Cette démarche donne à la direction juridique une place claire dans la cybersécurité de l’entreprise. Elle rapproche aussi les équipes juridiques, DSI, RSSI, DPO et gouvernance.

FAQ : cyberattaques, cybersécurité et données juridiques

Pourquoi les cyberattaques ciblent-elles la direction juridique ?

La direction juridique détient des informations liées aux contentieux, aux contrats, aux acquisitions et aux décisions stratégiques. Ces données ont une forte valeur pour un attaquant. La diversité des utilisateurs, des cabinets et des prestataires augmente aussi le nombre d’accès à contrôler.

Quelles fonctionnalités rechercher pour protéger les données confidentielles ?

Recherchez au minimum l’authentification à deux facteurs, le SSO, des permissions granulaires, le chiffrement au repos et en transit, des filigranes personnalisables, des restrictions d’impression et de téléchargement, ainsi que des fonctions de suivi des activités. Vérifiez aussi l’hébergement, les certifications, la réversibilité et les procédures de support.

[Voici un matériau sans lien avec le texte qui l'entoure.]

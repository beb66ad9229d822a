use std::fs::File;
use std::io::{Read, Seek};
use std::path::{Path, PathBuf};

use csv::ReaderBuilder;
use eyre::Result;
use ndarray::{Array1, Array2, Ix1, Ix2, OwnedRepr};
use ndarray_csv::Array2Reader;
use ndarray_npy::NpzReader;
use serde::Deserialize;

use crate::error::TmaxError;
use crate::routines::settings::{IoSettings, SimulationSettings};
use crate::structs::geometry::{Directions, Geometry};
use crate::structs::targets::TargetSeries;

/// Source of the patient mesh
pub trait MeshLoader {
    fn load(&self) -> Result<Geometry>;
}

/// Boundary markers that must be present on the facets of the mesh
#[derive(Debug, Clone, Copy, PartialEq, Eq)]
pub struct BoundaryMarkers {
    pub top: i64,
    pub lv_endo: i64,
    /// Zero when the mesh has no right ventricle
    pub rv_endo: i64,
    pub epi: i64,
}

impl From<&SimulationSettings> for BoundaryMarkers {
    fn from(settings: &SimulationSettings) -> Self {
        BoundaryMarkers {
            top: settings.topid,
            lv_endo: settings.lvendoid,
            rv_endo: settings.rvendoid,
            epi: settings.epiid,
        }
    }
}

/// Reads `{directory}/{casename}.npz`
///
/// The archive holds the cell-wise directions `eF`, `eS`, `eN`, `eC`, `eL`, `eR` (`ncells x 3`),
/// the integer arrays `facetboundaries` and `edgeboundaries` and the material labels `matid`.
#[derive(Debug, Clone)]
pub struct NpzMeshLoader {
    path: PathBuf,
    markers: Option<BoundaryMarkers>,
}

impl NpzMeshLoader {
    pub fn new(directory: impl AsRef<Path>, casename: &str) -> Self {
        NpzMeshLoader {
            path: directory.as_ref().join(format!("{}.npz", casename)),
            markers: None,
        }
    }

    pub fn from_settings(io: &IoSettings, simulation: &SimulationSettings) -> Self {
        NpzMeshLoader {
            path: io.mesh_path(),
            markers: Some(BoundaryMarkers::from(simulation)),
        }
    }

    /// Require the given boundary markers on the facets
    pub fn with_markers(mut self, markers: BoundaryMarkers) -> Self {
        self.markers = Some(markers);
        self
    }

    pub fn path(&self) -> &Path {
        &self.path
    }

    fn check_markers(&self, facets: &Array1<i64>) -> Result<()> {
        let markers = match self.markers {
            Some(markers) => markers,
            None => return Ok(()),
        };
        if facets.is_empty() {
            return Ok(());
        }
        for (name, id) in [
            ("topid", markers.top),
            ("LVendoid", markers.lv_endo),
            ("RVendoid", markers.rv_endo),
            ("epiid", markers.epi),
        ] {
            if id != 0 && !facets.iter().any(|&f| f == id) {
                return Err(TmaxError::InvalidGeometry(format!(
                    "{:?} has no facet marked with {} = {}",
                    self.path, name, id
                ))
                .into());
            }
        }
        Ok(())
    }
}

impl MeshLoader for NpzMeshLoader {
    fn load(&self) -> Result<Geometry> {
        let path = self.path.as_path();
        let file = File::open(path).map_err(|e| TmaxError::io(path, e))?;
        let mut npz = NpzReader::new(file).map_err(|e| TmaxError::format(path, e))?;

        let mut directions = Vec::with_capacity(6);
        for name in ["eF", "eS", "eN", "eC", "eL", "eR"] {
            let vectors = read_matrix(&mut npz, path, name)?;
            directions.push(Directions::normalized(name, vectors)?);
        }
        let facets = read_labels(&mut npz, path, "facetboundaries")?;
        let edges = read_labels(&mut npz, path, "edgeboundaries")?;
        let matid = read_labels(&mut npz, path, "matid")?;
        self.check_markers(&facets)?;

        let mut directions = directions.into_iter();
        let mut next = || {
            directions
                .next()
                .ok_or_else(|| TmaxError::format(path, "missing direction field"))
        };
        let geometry = Geometry::new(
            next()?,
            next()?,
            next()?,
            next()?,
            next()?,
            next()?,
            facets,
            edges,
            matid,
        )?;
        tracing::info!(
            "Loaded mesh {:?}: {} cells in {} regions",
            path,
            geometry.ncells(),
            geometry.regions().len()
        );
        Ok(geometry)
    }
}

fn has_name<R: Read + Seek>(npz: &mut NpzReader<R>, path: &Path, name: &str) -> Result<bool> {
    let names = npz.names().map_err(|e| TmaxError::format(path, e))?;
    Ok(names
        .iter()
        .any(|n| n == name || n.trim_end_matches(".npy") == name))
}

fn missing(path: &Path, name: &str) -> TmaxError {
    TmaxError::MissingRecord {
        path: path.to_path_buf(),
        name: name.to_string(),
    }
}

fn read_vector<R: Read + Seek>(
    npz: &mut NpzReader<R>,
    path: &Path,
    name: &str,
) -> Result<Array1<f64>> {
    if !has_name(npz, path, name)? {
        return Err(missing(path, name).into());
    }
    npz.by_name::<OwnedRepr<f64>, Ix1>(name)
        .map_err(|e| TmaxError::format(path, format!("{}: {}", name, e)).into())
}

fn read_matrix<R: Read + Seek>(
    npz: &mut NpzReader<R>,
    path: &Path,
    name: &str,
) -> Result<Array2<f64>> {
    if !has_name(npz, path, name)? {
        return Err(missing(path, name).into());
    }
    npz.by_name::<OwnedRepr<f64>, Ix2>(name)
        .map_err(|e| TmaxError::format(path, format!("{}: {}", name, e)).into())
}

/// Integer labels, accepting the 64-bit, 32-bit and floating point encodings meshes come in
fn read_labels<R: Read + Seek>(
    npz: &mut NpzReader<R>,
    path: &Path,
    name: &str,
) -> Result<Array1<i64>> {
    if !has_name(npz, path, name)? {
        return Err(missing(path, name).into());
    }
    if let Ok(labels) = npz.by_name::<OwnedRepr<i64>, Ix1>(name) {
        return Ok(labels);
    }
    if let Ok(labels) = npz.by_name::<OwnedRepr<i32>, Ix1>(name) {
        return Ok(labels.mapv(i64::from));
    }
    if let Ok(labels) = npz.by_name::<OwnedRepr<u64>, Ix1>(name) {
        return Ok(labels.mapv(|v| v as i64));
    }
    let labels = npz
        .by_name::<OwnedRepr<f64>, Ix1>(name)
        .map_err(|e| TmaxError::format(path, format!("{}: {}", name, e)))?;
    Ok(labels.mapv(|v| v.round() as i64))
}

fn open_npz(path: &Path) -> Result<NpzReader<File>> {
    let file = File::open(path).map_err(|e| TmaxError::io(path, e))?;
    Ok(NpzReader::new(file).map_err(|e| TmaxError::format(path, e))?)
}

fn is_csv(path: &Path) -> bool {
    path.extension()
        .map(|ext| ext.eq_ignore_ascii_case("csv"))
        .unwrap_or(false)
}

/// Pressure and volume series, from an `.npz` archive or a `.csv` file with `LVP` and `LVV`
/// columns
pub fn read_pv(path: impl AsRef<Path>) -> Result<(Array1<f64>, Array1<f64>)> {
    let path = path.as_ref();
    if is_csv(path) {
        #[derive(Debug, Deserialize)]
        struct Row {
            #[serde(rename = "LVP")]
            lvp: f64,
            #[serde(rename = "LVV")]
            lvv: f64,
        }

        let file = File::open(path).map_err(|e| TmaxError::io(path, e))?;
        let mut reader = ReaderBuilder::new()
            .has_headers(true)
            .trim(csv::Trim::All)
            .from_reader(file);
        let mut lvp = Vec::new();
        let mut lvv = Vec::new();
        for row in reader.deserialize::<Row>() {
            let row = row.map_err(|e| TmaxError::format(path, e))?;
            lvp.push(row.lvp);
            lvv.push(row.lvv);
        }
        return Ok((Array1::from(lvp), Array1::from(lvv)));
    }

    let mut npz = open_npz(path)?;
    let lvp = read_vector(&mut npz, path, "LVP")?;
    let lvv = read_vector(&mut npz, path, "LVV")?;
    Ok((lvp, lvv))
}

/// `Ecc` and `Ell` from one `.npz` archive
pub fn read_strain_npz(path: impl AsRef<Path>) -> Result<(Array2<f64>, Array2<f64>)> {
    let path = path.as_ref();
    let mut npz = open_npz(path)?;
    let ecc = read_matrix(&mut npz, path, "Ecc")?;
    let ell = read_matrix(&mut npz, path, "Ell")?;
    Ok((ecc, ell))
}

/// A headerless CSV matrix
pub fn read_csv_matrix(path: impl AsRef<Path>) -> Result<Array2<f64>> {
    let path = path.as_ref();
    let file = File::open(path).map_err(|e| TmaxError::io(path, e))?;
    let mut reader = ReaderBuilder::new()
        .has_headers(false)
        .trim(csv::Trim::All)
        .from_reader(file);
    let matrix: Array2<f64> = reader
        .deserialize_array2_dynamic()
        .map_err(|e| TmaxError::format(path, e))?;
    Ok(matrix)
}

/// Read and validate the measured data named in the settings
pub fn read_targets(io: &IoSettings) -> Result<TargetSeries> {
    let (lvp, lvv) = read_pv(&io.pv_data_file)?;
    let (ecc, ell) = match (&io.strain_data_file, &io.ecc_file, &io.ell_file) {
        (Some(strain), _, _) => {
            let (ecc, ell) = read_strain_npz(strain)?;
            (Some(ecc), Some(ell))
        }
        (None, Some(ecc), Some(ell)) => (Some(read_csv_matrix(ecc)?), Some(read_csv_matrix(ell)?)),
        (None, None, None) => (None, None),
        _ => {
            return Err(TmaxError::Configuration(
                "io.ecc_file and io.ell_file must be given together".to_string(),
            )
            .into())
        }
    };
    let targets = TargetSeries::new(lvp, lvv, ecc, ell)?;
    tracing::info!(
        "Loaded {} data points{}",
        targets.ndatapts(),
        if targets.strain().is_some() {
            " with regional strains"
        } else {
            ""
        }
    );
    Ok(targets)
}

Un Board Portal suffit-il pour répondre à DORA et NIS2 ?

Non. Un Board Portal ne remplace pas un programme complet de conformité DORA ou NIS2. Il peut toutefois contribuer à la sécurité des documents de gouvernance, à la gestion des accès, à la traçabilité des activités et à la conservation des preuves. Les équipes juridiques doivent l’intégrer dans un dispositif plus large avec la DSI, le RSSI et le DPO.

Comment choisir un outil de cybersécurité pour une direction juridique ?

Commencez par les données traitées et les utilisateurs concernés. Vérifiez ensuite les contrôles d’accès, l’authentification, le chiffrement, le suivi des activités, l’hébergement, la réversibilité et les engagements du fournisseur. Testez enfin la solution sur un cas réel, par exemple un comité sensible ou un portefeuille de contrats TIC.